* What the task asks *
The response should be an exact repetition of all the entries.

Recorded data
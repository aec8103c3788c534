//! Operator CLI command handlers (DTO boundary).

pub mod inspect;
pub mod migrate;
pub mod revision;

use crate::app::{SchemaVersionManager, StepOptions};
use crate::config::Config;
use crate::error::AppError;
use crate::infra::{open_db, RevisionStore};
use clap::{Parser, Subcommand};
use std::fmt::Display;
use std::path::PathBuf;

#[derive(Parser, Debug)]
#[command(
    name = "affairs-migrate",
    version,
    about = "Schema revision manager for the wedding-site database"
)]
pub struct Cli {
    /// JSON config file
    #[clap(long, env = "MIGRATE_CONFIG")]
    pub config: Option<PathBuf>,
    /// SQLite database file, or :memory:
    #[clap(long, env = "DB_PATH")]
    pub database: Option<String>,
    /// Directory holding revision files
    #[clap(long, env = "MIGRATIONS_DIR")]
    pub migrations_dir: Option<PathBuf>,
    /// JSON model of the desired schema
    #[clap(long, env = "MODEL_PATH")]
    pub model: Option<PathBuf>,
    /// Per-step timeout in seconds
    #[clap(long, env = "MIGRATE_STEP_TIMEOUT")]
    pub step_timeout: Option<u64>,
    /// Print results and errors as JSON
    #[clap(long, global = true)]
    pub json: bool,
    #[command(subcommand)]
    pub command: Command,
}

#[derive(Subcommand, Debug)]
pub enum Command {
    /// Generate a revision from the model (if a message is given), then upgrade
    Upgrade {
        message: Option<String>,
        #[clap(long, default_value = "head")]
        to: String,
    },
    /// Revert the given number of revisions
    Downgrade {
        #[clap(default_value_t = 1)]
        steps: usize,
        /// Revert down to this revision instead (`base` reverts everything)
        #[clap(long)]
        to: Option<String>,
    },
    /// Show the applied revision
    Current,
    /// List revisions from root to head
    History,
    /// Show the head revision
    Heads,
    /// Generate a revision from the model without applying it
    Revision { message: String },
    /// Set the applied revision without running anything
    Stamp { target: String },
    /// Verify round trips and model drift
    Check,
}

impl Cli {
    /// File config first, then environment / flags on top.
    pub fn resolve_config(&self) -> Result<Config, AppError> {
        let mut config = match &self.config {
            Some(path) => Config::from_file(path)?,
            None => Config::default(),
        };
        if let Some(database) = &self.database {
            config.database = database.clone();
        }
        if let Some(dir) = &self.migrations_dir {
            config.migrations_dir = dir.clone();
        }
        if let Some(model) = &self.model {
            config.model_path = Some(model.clone());
        }
        if let Some(secs) = self.step_timeout {
            config.step_timeout_secs = Some(secs);
        }
        Ok(config)
    }
}

pub struct Output {
    pub json: bool,
}

impl Output {
    pub fn emit(&self, text: impl Display, value: serde_json::Value) {
        if self.json {
            println!("{}", value);
        } else {
            println!("{}", text);
        }
    }
}

pub(crate) fn open_manager(config: &Config) -> Result<SchemaVersionManager, AppError> {
    let db = open_db(&config.location(), config.busy_timeout())?;
    let store = RevisionStore::new(&config.migrations_dir);
    let options = StepOptions {
        timeout: config.step_timeout(),
        abort: None,
    };
    Ok(SchemaVersionManager::open(db, store)?.with_options(options))
}

pub fn execute(cli: &Cli) -> Result<(), AppError> {
    let config = cli.resolve_config()?;
    let out = Output { json: cli.json };
    match &cli.command {
        Command::Upgrade { message, to } => migrate::upgrade(&config, message.as_deref(), to, &out),
        Command::Downgrade { steps, to } => migrate::downgrade(&config, *steps, to.as_deref(), &out),
        Command::Stamp { target } => migrate::stamp(&config, target, &out),
        Command::Current => inspect::current(&config, &out),
        Command::History => inspect::history(&config, &out),
        Command::Heads => inspect::heads(&config, &out),
        Command::Check => inspect::check(&config, &out),
        Command::Revision { message } => revision::generate(&config, message, &out),
    }
}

* Task answer *
repository aec8103c3788c534
//! Operator CLI command handlers (DTO boundary).

pub mod inspect;
pub mod migrate;
pub mod revision;

use crate::app::{SchemaVersionManager, StepOptions};
use crate::config::Config;
use crate::error::AppError;
use crate::infra::{open_db, RevisionStore};
use clap::{Parser, Subcommand};
use std::fmt::Display;
use std::path::PathBuf;

#[derive(Parser, Debug)]
#[command(
    name = "affairs-migrate",
    version,
    about = "Schema revision manager for the wedding-site database"
)]
pub struct Cli {
    /// JSON config file
    #[clap(long, env = "MIGRATE_CONFIG")]
    pub config: Option<PathBuf>,
    /// SQLite database file, or :memory:
    #[clap(long, env = "DB_PATH")]
    pub database: Option<String>,
    /// Directory holding revision files
    #[clap(long, env = "MIGRATIONS_DIR")]
    pub migrations_dir: Option<PathBuf>,
    /// JSON model of the desired schema
    #[clap(long, env = "MODEL_PATH")]
    pub model: Option<PathBuf>,
    /// Per-step timeout in seconds
    #[clap(long, env = "MIGRATE_STEP_TIMEOUT")]
    pub step_timeout: Option<u64>,
    /// Print results and errors as JSON
    #[clap(long, global = true)]
    pub json: bool,
    #[command(subcommand)]
    pub command: Command,
}

#[derive(Subcommand, Debug)]
pub enum Command {
    /// Generate a revision from the model (if a message is given), then upgrade
    Upgrade {
        message: Option<String>,
        #[clap(long, default_value = "head")]
        to: String,
    },
    /// Revert the given number of revisions
    Downgrade {
        #[clap(default_value_t = 1)]
        steps: usize,
        /// Revert down to this revision instead (`base` reverts everything)
        #[clap(long)]
        to: Option<String>,
    },
    /// Show the applied revision
    Current,
    /// List revisions from root to head
    History,
    /// Show the head revision
    Heads,
    /// Generate a revision from the model without applying it
    Revision { message: String },
    /// Set the applied revision without running anything
    Stamp { target: String },
    /// Verify round trips and model drift
    Check,
}

impl Cli {
    /// File config first, then environment / flags on top.
    pub fn resolve_config(&self) -> Result<Config, AppError> {
        let mut config = match &self.config {
            Some(path) => Config::from_file(path)?,
            None => Config::default(),
        };
        if let Some(database) = &self.database {
            config.database = database.clone();
        }
        if let Some(dir) = &self.migrations_dir {
            config.migrations_dir = dir.clone();
        }
        if let Some(model) = &self.model {
            config.model_path = Some(model.clone());
        }
        if let Some(secs) = self.step_timeout {
            config.step_timeout_secs = Some(secs);
        }
        Ok(config)
    }
}

pub struct Output {
    pub json: bool,
}

impl Output {
    pub fn emit(&self, text: impl Display, value: serde_json::Value) {
        if self.json {
            println!("{}", value);
        } else {
            println!("{}", text);
        }
    }
}

pub(crate) fn open_manager(config: &Config) -> Result<SchemaVersionManager, AppError> {
    let db = open_db(&config.location(), config.busy_timeout())?;
    let store = RevisionStore::new(&config.migrations_dir);
    let options = StepOptions {
        timeout: config.step_timeout(),
        abort: None,
    };
    Ok(SchemaVersionManager::open(db, store)?.with_options(options))
}

pub fn execute(cli: &Cli) -> Result<(), AppError> {
    let config = cli.resolve_config()?;
    let out = Output { json: cli.json };
    match &cli.command {
        Command::Upgrade { message, to } => migrate::upgrade(&config, message.as_deref(), to, &out),
        Command::Downgrade { steps, to } => migrate::downgrade(&config, *steps, to.as_deref(), &out),
        Command::Stamp { target } => migrate::stamp(&config, target, &out),
        Command::Current => inspect::current(&config, &out),
        Command::History => inspect::history(&config, &out),
        Command::Heads => inspect::heads(&config, &out),
        Command::Check => inspect::check(&config, &out),
        Command::Revision { message } => revision::generate(&config, message, &out),
    }
}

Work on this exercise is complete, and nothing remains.